“The beloved of the LORD shall dwell in safety by Him, Who shelters him all the day long; And he shall dwell between His shoulders.” — Deuteronomy 33:12 (NKJV)
Picture a shepherd at dusk, scanning the hillside for his flock. One lamb—exhausted, trembling—can go no farther. Without hesitation, the shepherd lifts the weary creature onto his shoulders. The lamb stops struggling. Its breathing slows. Surrounded by the shepherd’s strength, it finally rests.
This is where you are right now.
“Beloved.” Not servant. Not subject. Not even simply “child.” Beloved.
This word from Deuteronomy 33:12 describes Benjamin’s tribe, but it echoes forward to every person who belongs to God. It speaks of being pursued, chosen, treasured—not for your performance, but for His pleasure. When your strength fails and your faith wavers, this truth remains: you are the one God loves.
I know how hard it is to believe this on the difficult days. When anxiety tightens around your chest like a vice. When the same problem circles back for the hundredth time. When you wonder if God sees you at all. I have whispered those same questions in the dark, feeling forgotten in my struggle.
But here is what I am learning: God’s Love is not proven by the absence of hardship—it is revealed in His Presence within it.
The imagery in this verse is stunning. “Between His shoulders”—the place where shepherds carried lambs too weak to walk. Not dragged behind. Not prodded forward. Carried.
This is the highest place on the shepherd’s body. The place of honor.
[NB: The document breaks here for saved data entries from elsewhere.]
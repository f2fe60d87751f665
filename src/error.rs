//! Error types for czmono modules using thiserror.

use std::path::PathBuf;

use thiserror::Error;

/// Errors from workspace package discovery.
#[derive(Error, Debug)]
pub enum PackageError {
    #[error("Failed to read manifest {path}: {source}")]
    ReadFailed {
        path: PathBuf,
        #[source]
        source: std::io::Error,
    },

    #[error("Invalid JSON in {path}: {source}")]
    InvalidJson {
        path: PathBuf,
        #[source]
        source: serde_json::Error,
    },

    #[error("Invalid TOML in {path}: {source}")]
    InvalidToml {
        path: PathBuf,
        #[source]
        source: toml_edit::TomlError,
    },

    #[error("Invalid workspace pattern '{pattern}': {source}")]
    InvalidPattern {
        pattern: String,
        #[source]
        source: globset::Error,
    },

    #[error("Failed to walk workspace directory: {0}")]
    WalkFailed(#[source] walkdir::Error),
}

/// Errors from querying the staged change set.
#[derive(Error, Debug)]
pub enum ChangeQueryError {
    #[error("Bare repository has no working tree")]
    BareRepository,

    #[error("Failed to diff HEAD against the index: {0}")]
    DiffFailed(#[source] git2::Error),
}

/// Why a subject answer was rejected.
#[derive(Error, Debug, Clone, PartialEq, Eq)]
pub enum SubjectError {
    #[error("subject is required")]
    Required,

    #[error(
        "Subject length must be less than or equal to {max} characters. Current length is {len} characters."
    )]
    TooLong { max: usize, len: usize },
}

/// Errors from the interactive prompt engine.
#[derive(Error, Debug)]
pub enum PromptError {
    #[error("Prompt interaction failed: {0}")]
    Interaction(#[from] dialoguer::Error),

    #[error("Prompt was cancelled")]
    Cancelled,

    #[error("No commit type was selected")]
    MissingType,
}

/// Errors from writing the commit.
#[derive(Error, Debug)]
pub enum CommitError {
    #[error("Nothing is staged for commit")]
    NothingStaged,

    #[error("Failed to read the index: {0}")]
    IndexFailed(#[source] git2::Error),

    #[error("Failed to create commit: {0}")]
    CommitFailed(#[source] git2::Error),

    #[error("Git config error (missing user.name or user.email): {0}")]
    ConfigError(#[source] git2::Error),

    #[error("Failed to write commit message to {path}: {source}")]
    WriteMessageFailed {
        path: PathBuf,
        #[source]
        source: std::io::Error,
    },
}
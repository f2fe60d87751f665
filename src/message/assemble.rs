//! Final commit message assembly from collected answers.

use crate::config::Options;
use crate::flow::Answers;

use super::subject::{normalize_subject, render_scope};
use super::wrap::wrap_text;

/// Marker that opens the breaking-change section.
pub const BREAKING_CHANGE_MARKER: &str = "BREAKING CHANGE:";

/// Format the `type(scope): subject` header line.
pub fn format_header(commit_type: &str, scope: &[String], subject: &str) -> String {
    match render_scope(scope) {
        Some(scope) => format!("{}({}): {}", commit_type, scope, subject),
        None => format!("{}: {}", commit_type, subject),
    }
}

/// The `affects: a, b` annotation for the selected packages.
pub fn affects_line(scope: &[String]) -> Option<String> {
    if scope.is_empty() {
        None
    } else {
        Some(format!("affects: {}", scope.join(", ")))
    }
}

/// Prefix breaking-change text with the marker exactly once.
///
/// Returns `None` when nothing but the marker (or nothing at all) was given.
pub fn breaking_change_text(breaking: &str) -> Option<String> {
    let mut text = breaking.trim();
    while let Some(rest) = text.strip_prefix(BREAKING_CHANGE_MARKER) {
        text = rest.trim_start();
    }

    if text.is_empty() {
        None
    } else {
        Some(format!("{} {}", BREAKING_CHANGE_MARKER, text))
    }
}

/// Assemble the commit message.
///
/// Sections, in order: header, body, breaking change, issues. Empty sections
/// are dropped and the rest are separated by a blank line. A non-empty body is
/// led by the affects line; without a body the scope in the header is the only
/// package annotation. The header is never wrapped; the other sections are
/// wrapped to `options.max_line_width`.
pub fn assemble(answers: &Answers, options: &Options) -> String {
    let width = options.max_line_width;

    let subject = normalize_subject(
        answers.subject.as_deref().unwrap_or_default(),
        options.disable_subject_lower_case,
    );
    let header = format_header(
        answers.commit_type.as_deref().unwrap_or_default(),
        &answers.scope,
        &subject,
    );

    let body = answers
        .effective_body()
        .map(|body| match affects_line(&answers.scope) {
            Some(affects) => format!("{}\n{}", affects, body),
            None => body.to_string(),
        })
        .and_then(|body| wrap_text(&body, width));

    let breaking = answers
        .breaking
        .as_deref()
        .and_then(breaking_change_text)
        .and_then(|text| wrap_text(&text, width));

    let issues = answers
        .issues
        .as_deref()
        .and_then(|issues| wrap_text(issues, width));

    [Some(header), body, breaking, issues]
        .into_iter()
        .flatten()
        .filter(|section| !section.is_empty())
        .collect::<Vec<_>>()
        .join("\n\n")
}
//! Writing the assembled message: as a commit, or to a message file.

use std::io::Write;
use std::path::Path;

use git2::{Oid, Repository};
use tempfile::NamedTempFile;
use tracing::{debug, info};

use crate::error::CommitError;

use super::staged::resolve_head_tree;

/// Commit the current index on `HEAD` with `message`.
///
/// Unlike `git commit -a`, nothing is staged here: the commit records exactly
/// what the index holds. Fails with [`CommitError::NothingStaged`] when the
/// index matches `HEAD` (or is empty in a repository without commits).
pub fn commit_index(repo: &Repository, message: &str) -> Result<Oid, CommitError> {
    let mut index = repo.index().map_err(CommitError::IndexFailed)?;
    let tree_id = index.write_tree().map_err(CommitError::IndexFailed)?;

    let head_tree = resolve_head_tree(repo).map_err(CommitError::CommitFailed)?;
    let unchanged = match &head_tree {
        Some(tree) => tree.id() == tree_id,
        None => index.is_empty(),
    };
    if unchanged {
        return Err(CommitError::NothingStaged);
    }

    let tree = repo.find_tree(tree_id).map_err(CommitError::CommitFailed)?;

    // Signature from git config
    let sig = repo.signature().map_err(CommitError::ConfigError)?;

    let parent = match head_tree {
        Some(_) => Some(
            repo.head()
                .and_then(|h| h.peel_to_commit())
                .map_err(CommitError::CommitFailed)?,
        ),
        None => None,
    };
    let parents: Vec<&git2::Commit> = parent.iter().collect();

    let oid = repo
        .commit(Some("HEAD"), &sig, &sig, message, &tree, &parents)
        .map_err(CommitError::CommitFailed)?;

    info!(commit = %oid, "Created commit");
    Ok(oid)
}

/// Write `message` to `path` atomically, replacing any existing file.
///
/// The text goes to a temporary file in the same directory which is then
/// renamed over `path`, so a reader never sees a partial message.
pub fn write_message_file(path: &Path, message: &str) -> Result<(), CommitError> {
    let to_error = |source: std::io::Error| CommitError::WriteMessageFailed {
        path: path.to_path_buf(),
        source,
    };

    let dir = match path.parent() {
        Some(parent) if !parent.as_os_str().is_empty() => parent,
        _ => Path::new("."),
    };

    let mut file = NamedTempFile::new_in(dir).map_err(to_error)?;
    file.write_all(message.as_bytes()).map_err(to_error)?;
    if !message.ends_with('\n') {
        file.write_all(b"\n").map_err(to_error)?;
    }
    file.persist(path).map_err(|e| to_error(e.error))?;

    debug!(path = %path.display(), "Wrote commit message file");
    Ok(())
}
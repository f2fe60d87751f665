//! Workspace package discovery from lerna, npm/yarn, and Cargo manifests.

use std::fs;
use std::io::ErrorKind;
use std::path::{Path, PathBuf};

use globset::{GlobBuilder, GlobSet, GlobSetBuilder};
use serde::Deserialize;
use tracing::{debug, warn};
use walkdir::{DirEntry, WalkDir};

use crate::error::PackageError;

use super::Package;

const LERNA_JSON: &str = "lerna.json";
const PACKAGE_JSON: &str = "package.json";
const CARGO_TOML: &str = "Cargo.toml";

/// Used when `lerna.json` exists but lists no packages.
const LERNA_DEFAULT_PACKAGES: &str = "packages/*";

/// Directories never descended into while matching workspace globs.
const SKIP_DIRS: &[&str] = &["node_modules", "target", ".git"];

#[derive(Debug, Deserialize)]
struct LernaConfig {
    #[serde(default)]
    packages: Option<Vec<String>>,
}

#[derive(Debug, Deserialize)]
#[serde(untagged)]
enum Workspaces {
    List(Vec<String>),
    Object {
        #[serde(default)]
        packages: Vec<String>,
    },
}

#[derive(Debug, Deserialize)]
struct NodeManifest {
    #[serde(default)]
    name: Option<String>,
    #[serde(default)]
    workspaces: Option<Workspaces>,
}

/// Find the packages of the workspace rooted at `root`.
///
/// The first manifest that declares a workspace wins: `lerna.json`, then
/// `package.json` workspaces, then a Cargo `[workspace]`. A root without any
/// of them has no packages. Results are sorted by location.
pub fn discover_packages(root: &Path) -> Result<Vec<Package>, PackageError> {
    let Some(patterns) = workspace_patterns(root)? else {
        debug!(root = %root.display(), "No workspace manifest found");
        return Ok(Vec::new());
    };

    debug!(?patterns, "Resolving workspace patterns");
    let packages = find_packages(root, &patterns)?;
    debug!(count = packages.len(), "Discovered workspace packages");
    Ok(packages)
}

/// Package globs declared at the workspace root, if any manifest declares them.
fn workspace_patterns(root: &Path) -> Result<Option<Vec<String>>, PackageError> {
    let lerna_path = root.join(LERNA_JSON);
    if let Some(content) = read_optional(&lerna_path)? {
        let config: LernaConfig = parse_json(&lerna_path, &content)?;
        let patterns = config
            .packages
            .filter(|p| !p.is_empty())
            .unwrap_or_else(|| vec![LERNA_DEFAULT_PACKAGES.to_string()]);
        return Ok(Some(patterns));
    }

    let package_json_path = root.join(PACKAGE_JSON);
    if let Some(content) = read_optional(&package_json_path)? {
        let manifest: NodeManifest = parse_json(&package_json_path, &content)?;
        match manifest.workspaces {
            Some(Workspaces::List(patterns)) | Some(Workspaces::Object { packages: patterns }) => {
                return Ok(Some(patterns));
            }
            None => {}
        }
    }

    let cargo_path = root.join(CARGO_TOML);
    if let Some(content) = read_optional(&cargo_path)? {
        let doc = parse_toml(&cargo_path, &content)?;
        if let Some(workspace) = doc.get("workspace") {
            let members = workspace
                .get("members")
                .and_then(|m| m.as_array())
                .map(|members| {
                    members
                        .iter()
                        .filter_map(|m| m.as_str())
                        .map(str::to_string)
                        .collect()
                })
                .unwrap_or_default();
            return Ok(Some(members));
        }
    }

    Ok(None)
}

/// Walk `root` for directories matching `patterns` that hold a named manifest.
fn find_packages(root: &Path, patterns: &[String]) -> Result<Vec<Package>, PackageError> {
    let patterns: Vec<&str> = patterns
        .iter()
        .map(|p| p.trim().trim_start_matches("./").trim_end_matches('/'))
        .filter(|p| {
            if p.starts_with('!') {
                debug!(pattern = p, "Ignoring negated workspace pattern");
                return false;
            }
            !p.is_empty()
        })
        .collect();

    if patterns.is_empty() {
        return Ok(Vec::new());
    }

    let globs = build_globset(&patterns)?;
    let mut walker = WalkDir::new(root).min_depth(1).sort_by_file_name();
    if let Some(depth) = max_depth(&patterns) {
        walker = walker.max_depth(depth);
    }

    let mut packages = Vec::new();
    for entry in walker.into_iter().filter_entry(|e| !is_skipped(e)) {
        let entry = match entry {
            Ok(entry) => entry,
            Err(e) if e.depth() == 0 => return Err(PackageError::WalkFailed(e)),
            Err(e) => {
                warn!("Skipping unreadable path during package discovery: {}", e);
                continue;
            }
        };

        if !entry.file_type().is_dir() {
            continue;
        }

        let Ok(relative) = entry.path().strip_prefix(root) else {
            continue;
        };
        if !globs.is_match(relative) {
            continue;
        }

        match package_name(entry.path())? {
            Some(name) => packages.push(Package::new(name, relative.to_path_buf())),
            None => debug!(path = %relative.display(), "Matched directory has no named manifest"),
        }
    }

    packages.sort_by(|a, b| a.location.cmp(&b.location));
    Ok(packages)
}

fn build_globset(patterns: &[&str]) -> Result<GlobSet, PackageError> {
    let mut builder = GlobSetBuilder::new();
    for pattern in patterns {
        let glob = GlobBuilder::new(pattern)
            .literal_separator(true)
            .build()
            .map_err(|source| PackageError::InvalidPattern {
                pattern: pattern.to_string(),
                source,
            })?;
        builder.add(glob);
    }
    builder.build().map_err(|source| PackageError::InvalidPattern {
        pattern: patterns.join(", "),
        source,
    })
}

/// Deepest directory any pattern can match, or `None` when a `**` makes it
/// unbounded.
fn max_depth(patterns: &[&str]) -> Option<usize> {
    if patterns.iter().any(|p| p.contains("**")) {
        return None;
    }
    patterns.iter().map(|p| p.split('/').count()).max()
}

fn is_skipped(entry: &DirEntry) -> bool {
    entry.file_type().is_dir()
        && entry
            .file_name()
            .to_str()
            .is_some_and(|name| SKIP_DIRS.contains(&name))
}

/// Name declared by the package manifest in `dir`: `package.json` first, then
/// the Cargo `[package]` table.
fn package_name(dir: &Path) -> Result<Option<String>, PackageError> {
    let package_json_path = dir.join(PACKAGE_JSON);
    if let Some(content) = read_optional(&package_json_path)? {
        let manifest: NodeManifest = parse_json(&package_json_path, &content)?;
        if let Some(name) = manifest.name.filter(|n| !n.trim().is_empty()) {
            return Ok(Some(name));
        }
    }

    let cargo_path = dir.join(CARGO_TOML);
    if let Some(content) = read_optional(&cargo_path)? {
        let doc = parse_toml(&cargo_path, &content)?;
        let name = doc
            .get("package")
            .and_then(|p| p.get("name"))
            .and_then(|n| n.as_str())
            .map(str::to_string);
        return Ok(name);
    }

    Ok(None)
}

fn read_optional(path: &Path) -> Result<Option<String>, PackageError> {
    match fs::read_to_string(path) {
        Ok(content) => Ok(Some(content)),
        Err(e) if e.kind() == ErrorKind::NotFound => Ok(None),
        Err(source) => Err(PackageError::ReadFailed {
            path: path.to_path_buf(),
            source,
        }),
    }
}

fn parse_json<T: for<'de> Deserialize<'de>>(path: &Path, content: &str) -> Result<T, PackageError> {
    serde_json::from_str(content).map_err(|source| PackageError::InvalidJson {
        path: path.to_path_buf(),
        source,
    })
}

fn parse_toml(path: &Path, content: &str) -> Result<toml_edit::DocumentMut, PackageError> {
    content
        .parse::<toml_edit::DocumentMut>()
        .map_err(|source| PackageError::InvalidToml {
            path: PathBuf::from(path),
            source,
        })
}
//! Commit message text processing: subject rules, wrapping, assembly.

pub mod assemble;
pub mod subject;
pub mod wrap;

pub use assemble::{BREAKING_CHANGE_MARKER, affects_line, assemble, breaking_change_text, format_header};
pub use subject::{
    SubjectGauge, header_length, max_summary_length, normalize_subject,
    render_scope, subject_gauge, validate_subject,
};
pub use wrap::wrap_text;
//! Match changed file paths to the packages that contain them.

use std::path::{Component, Path, PathBuf};

use tracing::debug;

use super::Package;

/// Lexically normalize a path: drop `.` components and fold `..` into the
/// preceding component. The filesystem is never consulted.
pub fn normalize_path(path: &Path) -> PathBuf {
    let mut normalized = PathBuf::new();

    for component in path.components() {
        match component {
            Component::CurDir => {}
            Component::ParentDir => {
                let can_pop = matches!(
                    normalized.components().next_back(),
                    Some(Component::Normal(_))
                );
                if can_pop {
                    normalized.pop();
                } else if !normalized.has_root() {
                    normalized.push("..");
                }
            }
            other => normalized.push(other.as_os_str()),
        }
    }

    normalized
}

/// Express `path` relative to `root`, both lexically normalized.
///
/// Relative inputs are taken to be relative to `root` already. Absolute paths
/// outside `root` are returned normalized but otherwise unchanged.
fn relative_to(path: &Path, root: &Path) -> PathBuf {
    let path = normalize_path(path);
    if !path.is_absolute() {
        return path;
    }

    let root = normalize_path(root);
    match path.strip_prefix(&root) {
        Ok(relative) => relative.to_path_buf(),
        Err(_) => path,
    }
}

/// Names of the packages touched by `changed`, in package-list order.
///
/// A package is touched when a changed path lies strictly inside its
/// directory, compared component by component. A package located at the
/// workspace root contains everything and is never reported.
pub fn affected_packages(changed: &[String], packages: &[Package], root: &Path) -> Vec<String> {
    let changed: Vec<PathBuf> = changed
        .iter()
        .map(|raw| raw.trim())
        .filter(|raw| !raw.is_empty())
        .map(|raw| relative_to(Path::new(&raw.replace('\\', "/")), root))
        .filter(|path| path.components().next().is_some())
        .collect();

    packages
        .iter()
        .filter(|package| {
            let location = relative_to(&package.location, root);
            if location.components().next().is_none() {
                debug!(package = %package.name, "Package at workspace root, not matching");
                return false;
            }
            changed
                .iter()
                .any(|path| path.starts_with(&location) && path != &location)
        })
        .map(|package| package.name.clone())
        .collect()
}
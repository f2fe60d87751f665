//! Git operations using git2-rs.

pub mod commit;
pub mod staged;

pub use commit::{commit_index, write_message_file};
pub use staged::{ChangeSource, GitIndexChangeSource, changed_paths_or_empty};
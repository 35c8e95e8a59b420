//! Server configuration from environment variables.

use std::env;
use std::path::PathBuf;

use diabetes_model::DEFAULT_ARTIFACT_PATH;
use thiserror::Error;

const RESERVED_ROUTES: [&str; 3] = ["/", "/predict", "/health"];

#[derive(Error, Debug, PartialEq)]
pub enum ConfigError {
    #[error("{var} must be a port number, got {value:?}")]
    InvalidPort { var: &'static str, value: String },

    #[error("{var} is not a usable route ({value:?}): {reason}")]
    InvalidRoute {
        var: &'static str,
        value: String,
        reason: &'static str,
    },
}

/// Runtime settings for the HTTP server.
#[derive(Debug, Clone, PartialEq)]
pub struct ServerConfig {
    pub host: String,
    pub port: u16,
    /// Location of the fitted pipeline artifact.
    pub model_path: PathBuf,
    /// Route serving the interactive docs.
    pub docs_path: String,
    /// Route serving the API description document.
    pub spec_path: String,
}

impl Default for ServerConfig {
    fn default() -> Self {
        Self {
            host: "0.0.0.0".into(),
            port: 5000,
            model_path: PathBuf::from(DEFAULT_ARTIFACT_PATH),
            docs_path: "/swagger".into(),
            spec_path: "/static/swagger.json".into(),
        }
    }
}

impl ServerConfig {
    /// Reads `DIABETES_*` variables, falling back to defaults.
    pub fn from_env() -> Result<Self, ConfigError> {
        Self::from_lookup(|key| env::var(key).ok())
    }

    pub fn from_lookup(lookup: impl Fn(&str) -> Option<String>) -> Result<Self, ConfigError> {
        let defaults = Self::default();

        let port = match lookup("DIABETES_PORT") {
            Some(value) => value.trim().parse().map_err(|_| ConfigError::InvalidPort {
                var: "DIABETES_PORT",
                value,
            })?,
            None => defaults.port,
        };

        let docs_path = route("DIABETES_DOCS_PATH", lookup("DIABETES_DOCS_PATH"), defaults.docs_path)?;
        let spec_path = route("DIABETES_SPEC_PATH", lookup("DIABETES_SPEC_PATH"), defaults.spec_path)?;
        if docs_path == spec_path {
            return Err(ConfigError::InvalidRoute {
                var: "DIABETES_SPEC_PATH",
                value: spec_path,
                reason: "must differ from the docs path",
            });
        }
        if spec_path.starts_with(&format!("{}/", docs_path)) {
            return Err(ConfigError::InvalidRoute {
                var: "DIABETES_SPEC_PATH",
                value: spec_path,
                reason: "must not be inside the docs path",
            });
        }

        Ok(Self {
            host: lookup("DIABETES_HOST").unwrap_or(defaults.host),
            port,
            model_path: lookup("DIABETES_MODEL_PATH").map(PathBuf::from).unwrap_or(defaults.model_path),
            docs_path,
            spec_path,
        })
    }
}

fn route(var: &'static str, value: Option<String>, default: String) -> Result<String, ConfigError> {
    let Some(value) = value else {
        return Ok(default);
    };
    let invalid = |reason| ConfigError::InvalidRoute { var, value: value.clone(), reason };

    if !value.starts_with('/') {
        return Err(invalid("must start with '/'"));
    }
    if value.contains(['{', '}', '*']) || value.chars().any(char::is_whitespace) {
        return Err(invalid("must be a plain path"));
    }

    let trimmed = value.trim_end_matches('/');
    let normalized = if trimmed.is_empty() { "/" } else { trimmed };
    if RESERVED_ROUTES.contains(&normalized) {
        return Err(invalid("collides with a built-in route"));
    }
    Ok(normalized.to_string())
}

#[cfg(test)]
mod tests {
    use super::*;
    use std::collections::HashMap;

    fn config(vars: &[(&str, &str)]) -> Result<ServerConfig, ConfigError> {
        let vars: HashMap<String, String> =
            vars.iter().map(|(k, v)| (k.to_string(), v.to_string())).collect();
        ServerConfig::from_lookup(|key| vars.get(key).cloned())
    }

    #[test]
    fn test_defaults() {
        let cfg = config(&[]).unwrap();
        assert_eq!(cfg, ServerConfig::default());
        assert_eq!(cfg.port, 5000);
        assert_eq!(cfg.docs_path, "/swagger");
        assert_eq!(cfg.model_path, PathBuf::from("models_output/full_prediction_pipeline.json"));
    }

    #[test]
    fn test_overrides() {
        let cfg = config(&[
            ("DIABETES_HOST", "127.0.0.1"),
            ("DIABETES_PORT", "8080"),
            ("DIABETES_MODEL_PATH", "/srv/model.json"),
            ("DIABETES_DOCS_PATH", "/docs/"),
            ("DIABETES_SPEC_PATH", "/openapi.json"),
        ])
        .unwrap();
        assert_eq!(cfg.host, "127.0.0.1");
        assert_eq!(cfg.port, 8080);
        assert_eq!(cfg.model_path, PathBuf::from("/srv/model.json"));
        assert_eq!(cfg.docs_path, "/docs");
        assert_eq!(cfg.spec_path, "/openapi.json");
    }

    #[test]
    fn test_invalid_port() {
        assert_eq!(
            config(&[("DIABETES_PORT", "http")]).unwrap_err(),
            ConfigError::InvalidPort { var: "DIABETES_PORT", value: "http".into() }
        );
        assert!(config(&[("DIABETES_PORT", "70000")]).is_err());
    }

    #[test]
    fn test_invalid_routes() {
        for bad in ["swagger", "/", "/predict", "/health/", "/{id}", "/a b"] {
            assert!(
                matches!(config(&[("DIABETES_DOCS_PATH", bad)]), Err(ConfigError::InvalidRoute { .. })),
                "{}",
                bad
            );
        }
        assert!(config(&[("DIABETES_DOCS_PATH", "/x"), ("DIABETES_SPEC_PATH", "/x")]).is_err());
    }

    #[test]
    fn test_spec_path_inside_docs_path_is_rejected() {
        for spec in ["/swagger/index.html", "/swagger/docs.css", "/swagger/swagger.json"] {
            assert_eq!(
                config(&[("DIABETES_SPEC_PATH", spec)]).unwrap_err(),
                ConfigError::InvalidRoute {
                    var: "DIABETES_SPEC_PATH",
                    value: spec.into(),
                    reason: "must not be inside the docs path",
                }
            );
        }
        assert!(config(&[("DIABETES_DOCS_PATH", "/docs"), ("DIABETES_SPEC_PATH", "/docs/index.html")]).is_err());
        assert!(config(&[("DIABETES_SPEC_PATH", "/swagger.json")]).is_ok());
    }
}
The place of intimacy, where the lamb can feel the shepherd’s heartbeat. The place of absolute security, where the shepherd’s own body becomes a shield against every threat.
When you cannot take another step, you have not failed—you have arrived at the place where His strength replaces yours. The struggle is not a sign that you are doing something wrong. It is often the exact moment when you are positioned to experience something profoundly right: complete dependence on the One who never grows weary.
This undoes me—that the God who spoke galaxies into existence bends low to lift me up. That my exhaustion does not disqualify me from His care; it qualifies me for it.
So what does this look like when your mind races at 3 AM? When the diagnosis comes back unclear? When the relationship remains broken? When the provision has not arrived?
It looks like this: interrupting the spiral of anxious thoughts to speak His Name aloud. Just “Jesus”—sometimes that is all we have strength for, and it is enough.
It looks like: pausing in the chaos to breathe and remember whose arms are underneath you—not as a religious exercise, but as a lifeline back to truth.
It looks like: choosing to believe His Promises when everything in your circumstances screams the opposite—not because you feel strong, but because He is.
Some days I do this well. Most days I forget and try to carry everything myself, my shoulders buckling under weight they were never designed to bear. Then I remember: He is not asking me to be strong enough. He is asking me to be honest enough to admit I am not.
Your trial is not random. What feels like meaningless suffering is being transformed—even now—into something redemptive. The same hands that hold the universe are holding you, and they do not do purposeless work.
This does not mean your pain does not matter. It means your pain is not wasted. God is authoring a story of faithfulness through your struggle—one that will bring Him glory and bring you deeper into His heart.
The hardship you are walking through today is becoming the testimony you will offer tomorrow.
You are not alone in this. Not for one moment. Not ever.